The combined model underperformed because hand-crafted data dominates by volume (2000 vs 29) and reintroduces memorization. With 200+ LLM scenarios, combined should win on both metrics.
Inference Latency
| Model | p50 | p95 | p99 |
|---|---|---|---|
| SSM (50K) | 3.19ms | 4.42ms | 5.38ms |
| MLP (3.2K) | 0.17ms | 2.35ms | 2.35ms |
P95 at 4.42ms on GPU (sequential scan). With parallel scan implementation, expect sub-1ms. Production Rust sidecar with CUDA will be faster still.
Phase 0 Gate Determination
All four gates passed:
- HR@K >= 0.60: 0.724 (PASS)
- DCG improvement >= 10%: 33.7% (PASS)
- P95 latency <= 5ms: 4.42ms (PASS)
- Canary pass >= 5/7: 6/7 (PASS)
Verdict: SSM is viable for Signet memory prediction.

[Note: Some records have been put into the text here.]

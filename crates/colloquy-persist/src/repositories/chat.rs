use chrono::{DateTime, Utc};
use futures::TryStreamExt;
use mongodb::{Client, Collection, IndexModel, bson, bson::Document as BsonDocument, bson::doc};
use serde::Deserialize;

use crate::error::{MongoErrorContext, PersistError, Result};
use crate::models::{Chat, ChatPage, ChatVisibility};

#[derive(Clone, Debug)]
pub struct ChatRepository {
    collection: Collection<Chat>,
}

#[derive(Deserialize)]
struct ChatIdOnly {
    id: String,
}

impl ChatRepository {
    pub fn new(client: &Client, db_name: &str) -> Self {
        let collection = client.database(db_name).collection("chats");
        Self { collection }
    }

    pub async fn save(
        &self,
        id: &str,
        user_id: &str,
        title: &str,
        visibility: ChatVisibility,
    ) -> Result<()> {
        let chat = Chat {
            id: id.to_string(),
            user_id: user_id.to_string(),
            title: title.to_string(),
            visibility,
            created_at: Utc::now(),
        };
        self.collection
            .insert_one(&chat)
            .await
            .op_context("Failed to save chat")?;
        Ok(())
    }

    pub async fn get_by_id(&self, id: &str) -> Result<Option<Chat>> {
        self.collection
            .find_one(doc! { "id": id })
            .await
            .op_context("Failed to get chat by id")
    }

    /// One page of a user's chats, newest first, anchored by an existing
    /// chat id. At most one anchor may be supplied; the anchor chat itself
    /// is never part of the page.
    pub async fn list(
        &self,
        user_id: &str,
        limit: u32,
        starting_after: Option<&str>,
        ending_before: Option<&str>,
    ) -> Result<ChatPage> {
        validate_page_request(limit, starting_after, ending_before)?;

        let anchor = match (starting_after, ending_before) {
            (Some(id), None) => Some(PageAnchor::After(self.require_anchor(id).await?.created_at)),
            (None, Some(id)) => Some(PageAnchor::Before(self.require_anchor(id).await?.created_at)),
            _ => None,
        };

        let chats: Vec<Chat> = self
            .collection
            .find(page_filter(user_id, anchor))
            .sort(doc! { "createdAt": -1 })
            .limit(i64::from(limit) + 1)
            .await
            .op_context("Failed to get chats by user id")?
            .try_collect()
            .await
            .op_context("Failed to get chats by user id")?;

        Ok(truncate_page(chats, limit as usize))
    }

    async fn require_anchor(&self, id: &str) -> Result<Chat> {
        self.get_by_id(id)
            .await?
            .ok_or_else(|| PersistError::NotFound(format!("Chat with id {} not found", id)))
    }

    /// Ids of every chat owned by a user, for the messages-in-owned-chats join.
    pub async fn ids_for_user(&self, user_id: &str) -> Result<Vec<String>> {
        let ids: Vec<ChatIdOnly> = self
            .collection
            .clone_with_type::<ChatIdOnly>()
            .find(doc! { "userId": user_id })
            .projection(doc! { "id": 1, "_id": 0 })
            .await
            .op_context("Failed to get chat ids by user id")?
            .try_collect()
            .await
            .op_context("Failed to get chat ids by user id")?;
        Ok(ids.into_iter().map(|c| c.id).collect())
    }

    pub async fn update_visibility(&self, id: &str, visibility: ChatVisibility) -> Result<()> {
        self.collection
            .update_one(
                doc! { "id": id },
                doc! { "$set": { "visibility": visibility.as_str() } },
            )
            .await
            .op_context("Failed to update chat visibility by id")?;
        Ok(())
    }

    /// Atomically remove a chat and return the pre-deletion document.
    pub async fn find_and_delete(&self, id: &str) -> Result<Option<Chat>> {
        self.collection
            .find_one_and_delete(doc! { "id": id })
            .await
            .op_context("Failed to delete chat by id")
    }

    pub async fn ensure_indexes(&self) -> Result<()> {
        let index = IndexModel::builder().keys(doc! { "userId": 1 }).build();
        self.collection
            .create_index(index)
            .await
            .op_context("Failed to create index on chats.userId")?;
        Ok(())
    }
}

fn validate_page_request(
    limit: u32,
    starting_after: Option<&str>,
    ending_before: Option<&str>,
) -> Result<()> {
    if limit == 0 {
        return Err(PersistError::BadRequest(
            "page size must be positive".to_string(),
        ));
    }
    if starting_after.is_some() && ending_before.is_some() {
        return Err(PersistError::BadRequest(
            "starting_after and ending_before are mutually exclusive".to_string(),
        ));
    }
    Ok(())
}

/// Resolved pagination anchor: a page is bounded in at most one direction,
/// which this type makes unrepresentable to get wrong.
#[derive(Debug, Clone, Copy)]
enum PageAnchor {
    After(DateTime<Utc>),
    Before(DateTime<Utc>),
}

/// Filter for one page of a user's chats. Strict inequalities on the
/// anchor's creation time keep the anchor itself off the page.
fn page_filter(user_id: &str, anchor: Option<PageAnchor>) -> BsonDocument {
    let mut filter = doc! { "userId": user_id };
    match anchor {
        Some(PageAnchor::After(after)) => {
            filter.insert(
                "createdAt",
                doc! { "$gt": bson::DateTime::from_millis(after.timestamp_millis()) },
            );
        }
        Some(PageAnchor::Before(before)) => {
            filter.insert(
                "createdAt",
                doc! { "$lt": bson::DateTime::from_millis(before.timestamp_millis()) },
            );
        }
        None => {}
    }
    filter
}

/// The page query fetches `limit + 1` documents; the extra one only signals
/// that another page exists.
fn truncate_page(mut chats: Vec<Chat>, limit: usize) -> ChatPage {
    let has_more = chats.len() > limit;
    if has_more {
        chats.truncate(limit);
    }
    ChatPage { chats, has_more }
}

#[cfg(test)]
mod tests {
    use super::*;
    use chrono::TimeZone;

    fn chat(id: &str, ts: i64) -> Chat {
        Chat {
            id: id.to_string(),
            user_id: "user-1".to_string(),
            title: "test".to_string(),
            visibility: ChatVisibility::Private,
            created_at: Utc.timestamp_millis_opt(ts).unwrap(),
        }
    }

    #[test]
    fn test_zero_page_size_is_rejected() {
        let err = validate_page_request(0, None, None).unwrap_err();
        assert!(matches!(err, PersistError::BadRequest(_)));
    }

    #[test]
    fn test_both_anchors_are_rejected() {
        let err = validate_page_request(10, Some("a"), Some("b")).unwrap_err();
        assert!(matches!(err, PersistError::BadRequest(_)));
    }

    #[test]
    fn test_single_anchor_is_accepted() {
        assert!(validate_page_request(10, Some("a"), None).is_ok());
        assert!(validate_page_request(10, None, Some("b")).is_ok());
        assert!(validate_page_request(1, None, None).is_ok());
    }

    #[test]
    fn test_page_filter_without_anchor() {
        let filter = page_filter("user-1", None);
        assert_eq!(filter.get_str("userId").unwrap(), "user-1");
        assert!(!filter.contains_key("createdAt"));
    }

    #[test]
    fn test_page_filter_uses_strict_inequalities() {
        let ts = Utc.timestamp_millis_opt(1_700_000_000_000).unwrap();

        let filter = page_filter("user-1", Some(PageAnchor::After(ts)));
        let range = filter.get_document("createdAt").unwrap();
        assert_eq!(
            range.get("$gt"),
            Some(&bson::Bson::DateTime(bson::DateTime::from_millis(
                1_700_000_000_000
            )))
        );

        let filter = page_filter("user-1", Some(PageAnchor::Before(ts)));
        let range = filter.get_document("createdAt").unwrap();
        assert!(range.contains_key("$lt"));
        assert!(!range.contains_key("$lte"));
    }

    #[test]
    fn test_page_filter_bounds_in_one_direction_only() {
        // A page anchor carries exactly one direction, so the filter can
        // never bound createdAt on both sides.
        let ts = Utc.timestamp_millis_opt(1_700_000_000_000).unwrap();
        for anchor in [PageAnchor::After(ts), PageAnchor::Before(ts)] {
            let range = page_filter("user-1", Some(anchor))
                .get_document("createdAt")
                .cloned()
                .unwrap();
            assert_eq!(range.len(), 1);
        }
    }

    #[test]
    fn test_full_page_with_sentinel_reports_has_more() {
        let chats = vec![chat("a", 3), chat("b", 2), chat("c", 1)];
        let page = truncate_page(chats, 2);
        assert!(page.has_more);
        assert_eq!(page.chats.len(), 2);
        // Order of the fetched (descending) page is preserved.
        assert_eq!(page.chats[0].id, "a");
        assert_eq!(page.chats[1].id, "b");
    }

    #[test]
    fn test_short_page_reports_no_more() {
        let chats = vec![chat("a", 2), chat("b", 1)];
        let page = truncate_page(chats, 2);
        assert!(!page.has_more);
        assert_eq!(page.chats.len(), 2);
    }

    #[test]
    fn test_empty_page() {
        let page = truncate_page(vec![], 5);
        assert!(!page.has_more);
        assert!(page.chats.is_empty());
    }
}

Analysis and Immediate Improvements
Research into the PoC results surfaced several actionable findings:
Why importance_threshold failed (0.46 HR). The SSM processes candidates as a sequence through Conv1d and selective state transitions — all machinery for modeling relationships between positions. A pointwise threshold (“is feature[1] > 0.7?”) doesn’t benefit from any of this. MambaTab (PMC 2024) confirms SSMs process across tokens, not across features within a token. Fix: add a parallel pointwise MLP branch (~2K params) before the SSM layers. The pointwise branch handles threshold decisions; the SSM handles temporal and relational patterns. Both concatenate into the readout heads.

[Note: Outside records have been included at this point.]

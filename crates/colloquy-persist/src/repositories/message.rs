use chrono::{DateTime, Utc};
use futures::TryStreamExt;
use mongodb::{Client, Collection, IndexModel, bson, bson::Document as BsonDocument, bson::doc};
use serde::Deserialize;

use crate::error::{MongoErrorContext, Result};
use crate::models::Message;

#[derive(Clone, Debug)]
pub struct MessageRepository {
    collection: Collection<Message>,
}

#[derive(Deserialize)]
struct MessageIdOnly {
    id: String,
}

impl MessageRepository {
    pub fn new(client: &Client, db_name: &str) -> Self {
        let collection = client.database(db_name).collection("messages");
        Self { collection }
    }

    /// Save a batch of messages (one conversation turn). No-op when empty.
    pub async fn save_many(&self, messages: Vec<Message>) -> Result<()> {
        if messages.is_empty() {
            return Ok(());
        }
        self.collection
            .insert_many(messages)
            .await
            .op_context("Failed to save messages")?;
        Ok(())
    }

    pub async fn get_by_chat_id(&self, chat_id: &str) -> Result<Vec<Message>> {
        let messages = self
            .collection
            .find(doc! { "chatId": chat_id })
            .sort(doc! { "createdAt": 1 })
            .await
            .op_context("Failed to get messages by chat id")?
            .try_collect()
            .await
            .op_context("Failed to get messages by chat id")?;
        Ok(messages)
    }

    pub async fn get_by_id(&self, id: &str) -> Result<Vec<Message>> {
        let messages = self
            .collection
            .find(doc! { "id": id })
            .await
            .op_context("Failed to get message by id")?
            .try_collect()
            .await
            .op_context("Failed to get message by id")?;
        Ok(messages)
    }

    /// Ids of a chat's messages created at or after `timestamp` (inclusive,
    /// so the resend anchor itself is replaced too).
    pub async fn ids_after(&self, chat_id: &str, timestamp: DateTime<Utc>) -> Result<Vec<String>> {
        let ids: Vec<MessageIdOnly> = self
            .collection
            .clone_with_type::<MessageIdOnly>()
            .find(messages_from_filter(chat_id, timestamp))
            .projection(doc! { "id": 1, "_id": 0 })
            .await
            .op_context("Failed to get messages by chat id after timestamp")?
            .try_collect()
            .await
            .op_context("Failed to get messages by chat id after timestamp")?;
        Ok(ids.into_iter().map(|m| m.id).collect())
    }

    pub async fn delete_by_ids(&self, chat_id: &str, ids: &[String]) -> Result<()> {
        self.collection
            .delete_many(doc! { "chatId": chat_id, "id": { "$in": ids.to_vec() } })
            .await
            .op_context("Failed to delete messages by chat id after timestamp")?;
        Ok(())
    }

    pub async fn delete_by_chat_id(&self, chat_id: &str) -> Result<()> {
        self.collection
            .delete_many(doc! { "chatId": chat_id })
            .await
            .op_context("Failed to delete messages by chat id")?;
        Ok(())
    }

    /// Count user-authored messages since `since`, restricted to the given
    /// chat ids (the caller resolves chat ownership first).
    pub async fn count_user_messages_since(
        &self,
        chat_ids: &[String],
        since: DateTime<Utc>,
    ) -> Result<u64> {
        self.collection
            .count_documents(recent_user_messages_filter(chat_ids, since))
            .await
            .op_context("Failed to get message count by user id")
    }

    pub async fn ensure_indexes(&self) -> Result<()> {
        let index = IndexModel::builder().keys(doc! { "chatId": 1 }).build();
        self.collection
            .create_index(index)
            .await
            .op_context("Failed to create index on messages.chatId")?;
        Ok(())
    }
}

/// Inclusive lower bound: a rewind from `timestamp` removes the message at
/// the timestamp as well (unlike the strict document-version cascade).
fn messages_from_filter(chat_id: &str, timestamp: DateTime<Utc>) -> BsonDocument {
    doc! {
        "chatId": chat_id,
        "createdAt": { "$gte": bson::DateTime::from_millis(timestamp.timestamp_millis()) },
    }
}

fn recent_user_messages_filter(chat_ids: &[String], since: DateTime<Utc>) -> BsonDocument {
    doc! {
        "role": "user",
        "createdAt": { "$gte": bson::DateTime::from_millis(since.timestamp_millis()) },
        "chatId": { "$in": chat_ids.to_vec() },
    }
}

#[cfg(test)]
mod tests {
    use super::*;
    use chrono::TimeZone;
    use mongodb::bson::Bson;

    #[test]
    fn test_rewind_filter_is_inclusive() {
        let ts = Utc.timestamp_millis_opt(1_700_000_000_000).unwrap();
        let filter = messages_from_filter("chat-1", ts);

        let range = filter.get_document("createdAt").unwrap();
        assert_eq!(
            range.get("$gte"),
            Some(&Bson::DateTime(bson::DateTime::from_millis(
                1_700_000_000_000
            )))
        );
        assert!(!range.contains_key("$gt"));
    }

    #[test]
    fn test_usage_filter_gates_on_role_window_and_ownership() {
        let since = Utc.timestamp_millis_opt(1_700_000_000_000).unwrap();
        let owned = vec!["chat-1".to_string(), "chat-2".to_string()];
        let filter = recent_user_messages_filter(&owned, since);

        assert_eq!(filter.get_str("role").unwrap(), "user");
        assert!(filter
            .get_document("createdAt")
            .unwrap()
            .contains_key("$gte"));

        let ids = filter
            .get_document("chatId")
            .unwrap()
            .get_array("$in")
            .unwrap();
        assert_eq!(ids.len(), 2);
        assert_eq!(ids[0], Bson::String("chat-1".to_string()));
    }

    #[test]
    fn test_usage_filter_with_no_owned_chats_matches_nothing() {
        let since = Utc.timestamp_millis_opt(0).unwrap();
        let filter = recent_user_messages_filter(&[], since);
        let ids = filter
            .get_document("chatId")
            .unwrap()
            .get_array("$in")
            .unwrap();
        assert!(ids.is_empty());
    }
}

The negative gen gap (-3.6%) is expected and healthy. DR4SR (KDD 2024 Best Student Paper) showed quality and diversity matter more than quantity — their regenerated datasets with fewer but more diverse interactions improved performance 5-43% across 5 architectures. The 15% gap on hand-crafted data is the real problem: 7 rigid patterns with fixed seeds create exploitable regularity. The combined dataset (gen gap 0.150) suffered because hand-crafted data dominates by volume and reintroduces memorization.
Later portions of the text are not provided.